At first glance, robots and proteins have little in common. Robots are commonly
thought of as tools that perform tasks such as vacuuming the floor, while proteins
play essential roles in many biochemical processes. However, the functionality of
both robots and proteins is highly dependent on their motions. In order to study
motions in these two divergent domains, the same underlying algorithmic framework
can be applied. This method is derived from probabilistic roadmap methods (PRMs)
originally developed for robotic motion planning. It builds a graph, or roadmap, where
configurations are represented as vertices and transitions between configurations are
edges. The contribution of this work is a set of intelligent methods applied to PRMs.
These methods facilitate both the modeling and analysis of motions, and have enabled
the study of complex and high-dimensional problems in both robotic and molecular
In order to efficiently study biologically relevant molecular folding behaviors we
have developed new techniques based on Monte Carlo solution, master equation calculation,
and non-linear dimensionality reduction to run simulations and analysis on
the roadmap. The first method, Map-based master equation calculation (MME), extracts
global properties of the folding landscape such as global folding rates. On the
other hand, another method, Map-based Monte Carlo solution (MMC), can be used to extract microscopic features of the folding process. Also, the application of dimensionality
reduction returns a lower-dimensional representation that still retains the
principal features while facilitating both modeling and analysis of motion landscapes.

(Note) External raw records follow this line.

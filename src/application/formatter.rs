//! Terminal rendering for link views.
//!
//! Table listing, statistics block, user list and share summary.

use colored::Colorize;
use comfy_table::{presets::UTF8_FULL, Table};

use crate::domain::{ExtractedLink, LinkStats, Locale, SortDirection, SortField};

/// Number of links listed in a share summary.
const SHARE_PREVIEW_LINKS: usize = 5;

/// Formats a table listing of links.
pub fn format_links_table(
    links: &[&ExtractedLink],
    sort: Option<(SortField, SortDirection)>,
) -> String {
    let mut table = Table::new();
    table.load_preset(UTF8_FULL);

    let header = |field: SortField, label: &str| match sort {
        Some((f, SortDirection::Asc)) if f == field => format!("{label} ▲"),
        Some((f, SortDirection::Desc)) if f == field => format!("{label} ▼"),
        _ => label.to_string(),
    };

    table.set_header(vec![
        "#".to_string(),
        header(SortField::Date, "Date"),
        header(SortField::User, "User"),
        header(SortField::Domain, "Domain"),
        header(SortField::Url, "URL"),
        "Message".to_string(),
    ]);

    for (i, link) in links.iter().enumerate() {
        table.add_row(vec![
            (i + 1).to_string(),
            link.date.clone(),
            truncate(&link.user, 16),
            truncate(&link.domain, 24),
            truncate(&link.url, 48),
            truncate(&link.message, 40),
        ]);
    }

    table.to_string()
}

/// Formats collection statistics for display.
pub fn format_stats(stats: &LinkStats) -> String {
    format!(
        "{}\n  Total links: {}\n  Participants: {}\n  Unique domains: {}\n  Filtered results: {}",
        "📊 Statistics".bold(),
        stats.total_links.to_string().cyan(),
        stats.unique_users.to_string().green(),
        stats.unique_domains.to_string().blue(),
        stats.filtered_links.to_string().yellow()
    )
}

/// Formats the distinct user list with per-user link counts.
pub fn format_users(users: &[&str], links: &[ExtractedLink]) -> String {
    let mut table = Table::new();
    table.load_preset(UTF8_FULL);
    table.set_header(vec!["User", "Links"]);

    for user in users {
        let count = links.iter().filter(|l| l.user == *user).count();
        table.add_row(vec![(*user).to_string(), count.to_string()]);
    }

    table.to_string()
}

/// Builds the short text shared with others: total plus the first few URLs.
pub fn format_share_summary(links: &[&ExtractedLink], locale: Locale) -> String {
    let (title, found, top) = match locale {
        Locale::En => (
            "Chat link extraction result",
            format!("Found {} links.", links.len()),
            "Top links:",
        ),
        Locale::Ko => (
            "카카오톡 링크 추출 결과",
            format!("총 {}개의 링크를 발견했습니다.", links.len()),
            "주요 링크:",
        ),
    };

    let preview = links
        .iter()
        .take(SHARE_PREVIEW_LINKS)
        .enumerate()
        .map(|(i, link)| format!("{}. {}", i + 1, link.url))
        .collect::<Vec<_>>()
        .join("\n");

    format!("{title}\n\n{found}\n\n{top}\n{preview}")
}

/// Truncates to `max_chars` characters of the first line, with ellipsis.
fn truncate(s: &str, max_chars: usize) -> String {
    let s = s.lines().next().unwrap_or(s);
    if s.chars().count() <= max_chars {
        s.to_string()
    } else {
        let cut: String = s.chars().take(max_chars.saturating_sub(3)).collect();
        format!("{cut}...")
    }
}
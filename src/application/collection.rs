//! In-memory link collection with filtered and sorted views.
//!
//! Views borrow from the backing sequence; nothing here mutates a record.

use std::cmp::Ordering;
use std::collections::BTreeSet;

use crate::domain::{ChatMessage, ExtractedLink, LinkStats, SortDirection, SortField, ViewState};

use super::dates::parse_timestamp_millis;
use super::extractor::extract_links;

/// The extracted links of one ingestion run.
#[derive(Debug, Clone, Default, PartialEq, Eq)]
pub struct LinkCollection {
    links: Vec<ExtractedLink>,
}

impl LinkCollection {
    /// Wraps the records of an ingestion run, dropping any repeated id.
    #[must_use]
    pub fn new(links: Vec<ExtractedLink>) -> Self {
        let mut seen = BTreeSet::new();
        let before = links.len();
        let links: Vec<ExtractedLink> = links
            .into_iter()
            .filter(|link| seen.insert(link.id.clone()))
            .collect();

        if links.len() < before {
            tracing::warn!("Dropped {} links with duplicate ids", before - links.len());
        }

        Self { links }
    }

    /// Runs link extraction over ingested messages.
    #[must_use]
    pub fn from_messages(messages: &[ChatMessage]) -> Self {
        Self::new(extract_links(messages))
    }

    /// All records in ingestion order.
    #[must_use]
    pub fn links(&self) -> &[ExtractedLink] {
        &self.links
    }

    #[must_use]
    pub fn len(&self) -> usize {
        self.links.len()
    }

    #[must_use]
    pub fn is_empty(&self) -> bool {
        self.links.is_empty()
    }

    /// Records matching both the text query and the user selection.
    #[must_use]
    pub fn filter(&self, query: &str, user: Option<&str>) -> Vec<&ExtractedLink> {
        filter_links(&self.links, query, user)
    }

    /// The filtered and sorted view described by `view`.
    #[must_use]
    pub fn view(&self, view: &ViewState) -> Vec<&ExtractedLink> {
        let mut links = self.filter(&view.search, view.selected_user());
        sort_links(&mut links, view.sort_field, view.sort_direction);
        links
    }

    /// Distinct authors, sorted.
    #[must_use]
    pub fn users(&self) -> Vec<&str> {
        self.links
            .iter()
            .map(|l| l.user.as_str())
            .collect::<BTreeSet<_>>()
            .into_iter()
            .collect()
    }

    /// Distinct domains, sorted.
    #[must_use]
    pub fn domains(&self) -> Vec<&str> {
        self.links
            .iter()
            .map(|l| l.domain.as_str())
            .collect::<BTreeSet<_>>()
            .into_iter()
            .collect()
    }

    /// Totals over the full collection plus the size of `view`.
    #[must_use]
    pub fn stats(&self, view: &ViewState) -> LinkStats {
        LinkStats {
            total_links: self.len(),
            unique_users: self.users().len(),
            unique_domains: self.domains().len(),
            filtered_links: self.filter(&view.search, view.selected_user()).len(),
        }
    }
}

impl From<Vec<ExtractedLink>> for LinkCollection {
    fn from(links: Vec<ExtractedLink>) -> Self {
        Self::new(links)
    }
}

/// Keeps records whose url, message or domain contains `query`
/// (case-insensitive) and whose user equals `user` exactly.
///
/// An empty query and an empty or missing user keep everything, in order.
#[must_use]
pub fn filter_links<'a>(
    links: &'a [ExtractedLink],
    query: &str,
    user: Option<&str>,
) -> Vec<&'a ExtractedLink> {
    let needle = query.to_lowercase();
    let user = user.filter(|u| !u.is_empty());

    links
        .iter()
        .filter(|link| matches_query(link, &needle))
        .filter(|link| user.is_none_or(|u| link.user == u))
        .collect()
}

fn matches_query(link: &ExtractedLink, needle: &str) -> bool {
    needle.is_empty()
        || [&link.url, &link.message, &link.domain]
            .iter()
            .any(|field| field.to_lowercase().contains(needle))
}

/// Sorts a view in place.
///
/// Dates compare as instants when both parse and as raw strings when neither
/// does. In a mixed pair the parseable date counts as earlier, so ascending
/// views list unparseable dates last and descending views list them first;
/// see [`compare_dates`]. The sort is stable, so ties keep their incoming
/// order.
pub fn sort_links(links: &mut [&ExtractedLink], field: SortField, direction: SortDirection) {
    links.sort_by(|a, b| {
        let ordering = compare_by(a, b, field);
        match direction {
            SortDirection::Asc => ordering,
            SortDirection::Desc => ordering.reverse(),
        }
    });
}

fn compare_by(a: &ExtractedLink, b: &ExtractedLink, field: SortField) -> Ordering {
    match field {
        SortField::Date => compare_dates(&a.date, &b.date),
        SortField::User => a.user.cmp(&b.user),
        SortField::Domain => a.domain.cmp(&b.domain),
        SortField::Url => a.url.cmp(&b.url),
    }
}

/// Orders two raw timestamps.
///
/// Two parseable dates compare by instant, two unparseable ones by raw
/// string. A parseable date sorts before an unparseable one so the ordering
/// stays total across a mixed view.
#[must_use]
pub fn compare_dates(a: &str, b: &str) -> Ordering {
    match (parse_timestamp_millis(a), parse_timestamp_millis(b)) {
        (Some(x), Some(y)) => x.cmp(&y).then_with(|| a.cmp(b)),
        (Some(_), None) => Ordering::Less,
        (None, Some(_)) => Ordering::Greater,
        (None, None) => a.cmp(b),
    }
}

A key contribution of our methods is the flexibility to study larger and more complex
structures, e.g., 372 residue Alpha-1 antitrypsin and 200 nucleotide ColE1 RNAII.
We also applied intelligent roadmap-based techniques to the area of robotic motion.
These methods take advantage of unsupervised learning methods at all stages
of the planning process and produces solutions in complex spaces with little cost
and less manual intervention compared to other adaptive methods. Our results show
that our methods have low overhead and that they out-perform two existing adaptive
methods in all complex cases studied.